Source records
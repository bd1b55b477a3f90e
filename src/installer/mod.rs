//! Installing skills into a skills directory
//!
//! Each skill goes through the same decision:
//!
//! | destination | force | dry run | result                                   |
//! |-------------|-------|---------|------------------------------------------|
//! | missing     | any   | yes     | `WouldInstall`                           |
//! | missing     | any   | no      | copy, `Installed`                        |
//! | exists      | no    | any     | `Blocked`, nothing touched               |
//! | exists      | yes   | yes     | `WouldUpdate`                            |
//! | exists      | yes   | no      | optional backup, replace, `Updated`      |
//!
//! A failed backup is reported on the outcome and the update goes ahead. Dry runs
//! never touch the file system, not even to create the target directory. A skill
//! whose directory is, contains or lies inside its destination is refused before
//! anything is decided.

pub mod backup;
pub mod provenance;

pub use provenance::ProvenanceRecord;

use std::fmt;
use std::fs;
use std::path::{Path, PathBuf};

use crate::common::fs::{CopyOptions, copy_dir_recursive, paths_overlap, remove_dir_all};
use crate::error::{Result, SkillsError, file_write_failed};
use crate::skill::Skill;

/// What happened (or would happen) to one skill.
#[derive(Debug, Clone, Copy, PartialEq, Eq)]
pub enum Action {
    WouldInstall,
    WouldUpdate,
    Installed,
    Updated,
    Blocked,
}

impl Action {
    pub const ALL: [Action; 5] = [
        Action::Installed,
        Action::Updated,
        Action::WouldInstall,
        Action::WouldUpdate,
        Action::Blocked,
    ];

    pub fn label(self) -> &'static str {
        match self {
            Action::WouldInstall => "would install",
            Action::WouldUpdate => "would update",
            Action::Installed => "installed",
            Action::Updated => "updated",
            Action::Blocked => "blocked",
        }
    }

    /// Whether the skill ended up (or would end up) in the target.
    pub fn is_success(self) -> bool {
        !matches!(self, Action::Blocked)
    }
}

/// Flags controlling [`install_skill`].
#[derive(Debug, Clone, Copy, Default)]
pub struct InstallOptions {
    /// Replace an existing destination
    pub force: bool,
    /// Snapshot an existing destination before replacing it
    pub backup: bool,
    /// Decide only; change nothing
    pub dry_run: bool,
}

/// Result of processing one skill.
#[derive(Debug, Clone, PartialEq, Eq)]
pub struct Outcome {
    /// Display name of the skill
    pub skill_name: String,
    pub action: Action,
    /// Human-readable detail
    pub message: String,
    /// Snapshot taken before an update
    pub backup_path: Option<PathBuf>,
    /// Non-fatal problems (a failed backup)
    pub warnings: Vec<String>,
}

impl Outcome {
    fn new(skill: &Skill, action: Action, message: impl Into<String>) -> Self {
        Self {
            skill_name: skill.display_name().to_string(),
            action,
            message: message.into(),
            backup_path: None,
            warnings: Vec::new(),
        }
    }
}

/// Fail when copying `skill` to `dest` would read from the directory being replaced.
pub fn ensure_separate(skill: &Skill, dest: &Path) -> Result<()> {
    if paths_overlap(&skill.path, dest) {
        return Err(SkillsError::SourceOverlapsDestination {
            source_dir: skill.path.display().to_string(),
            destination: dest.display().to_string(),
        });
    }
    Ok(())
}

/// Install `skill` into `target_dir/<folder_name>`.
///
/// Errors when the skill overlaps its destination, or when a copy or removal fails
/// partway through a real install.
pub fn install_skill(
    skill: &Skill,
    target_dir: &Path,
    options: InstallOptions,
    provenance: Option<&ProvenanceRecord>,
) -> Result<Outcome> {
    let dest = target_dir.join(&skill.folder_name);
    ensure_separate(skill, &dest)?;

    if !dest.exists() {
        if options.dry_run {
            let message = format!("would install to {}", dest.display());
            return Ok(Outcome::new(skill, Action::WouldInstall, message));
        }
        place(skill, target_dir, &dest, provenance)?;
        return Ok(Outcome::new(skill, Action::Installed, "installed"));
    }

    if !options.force {
        return Ok(Outcome::new(
            skill,
            Action::Blocked,
            "already exists (use --force to overwrite)",
        ));
    }

    if options.dry_run {
        return Ok(Outcome::new(
            skill,
            Action::WouldUpdate,
            "would overwrite existing skill",
        ));
    }

    let mut outcome = Outcome::new(skill, Action::Updated, "updated");
    if options.backup {
        match backup::backup_skill(&dest) {
            Ok(path) => outcome.backup_path = Some(path),
            Err(e) => outcome.warnings.push(format!("Backup failed, continuing: {e}")),
        }
    }

    remove_dir_all(&dest)?;
    place(skill, target_dir, &dest, provenance)?;
    Ok(outcome)
}

fn place(
    skill: &Skill,
    target_dir: &Path,
    dest: &Path,
    provenance: Option<&ProvenanceRecord>,
) -> Result<()> {
    fs::create_dir_all(target_dir).map_err(|e| file_write_failed(target_dir, e))?;
    copy_dir_recursive(&skill.path, dest, &CopyOptions::exclude_git())?;
    if let Some(record) = provenance {
        provenance::write(dest, record)?;
    }
    Ok(())
}

/// Counts per action across a batch.
#[derive(Debug, Clone, Default, PartialEq, Eq)]
pub struct Summary {
    counts: [usize; Action::ALL.len()],
}

impl Summary {
    pub fn from_outcomes(outcomes: &[Outcome]) -> Self {
        let mut summary = Self::default();
        for outcome in outcomes {
            summary.record(outcome.action);
        }
        summary
    }

    pub fn record(&mut self, action: Action) {
        if let Some(i) = Action::ALL.iter().position(|a| *a == action) {
            self.counts[i] += 1;
        }
    }

    pub fn count(&self, action: Action) -> usize {
        Action::ALL
            .iter()
            .position(|a| *a == action)
            .map_or(0, |i| self.counts[i])
    }

    pub fn total(&self) -> usize {
        self.counts.iter().sum()
    }

    /// Skills that were (or would be) placed
    pub fn succeeded(&self) -> usize {
        Action::ALL
            .iter()
            .filter(|a| a.is_success())
            .map(|a| self.count(*a))
            .sum()
    }
}

impl fmt::Display for Summary {
    fn fmt(&self, f: &mut fmt::Formatter<'_>) -> fmt::Result {
        let parts: Vec<String> = Action::ALL
            .iter()
            .filter(|a| self.count(**a) > 0)
            .map(|a| format!("{} {}", self.count(*a), a.label()))
            .collect();
        if parts.is_empty() {
            write!(f, "nothing to do")
        } else {
            write!(f, "{}", parts.join(", "))
        }
    }
}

◆ **WHAT THE EXERCISE ASKS**: Where a line of the entries contains "usize", report that line.

◆ **COMPLETED TASK**:
    counts: [usize; Action::ALL.len()],
    pub fn count(&self, action: Action) -> usize {
    pub fn total(&self) -> usize {
    pub fn succeeded(&self) -> usize {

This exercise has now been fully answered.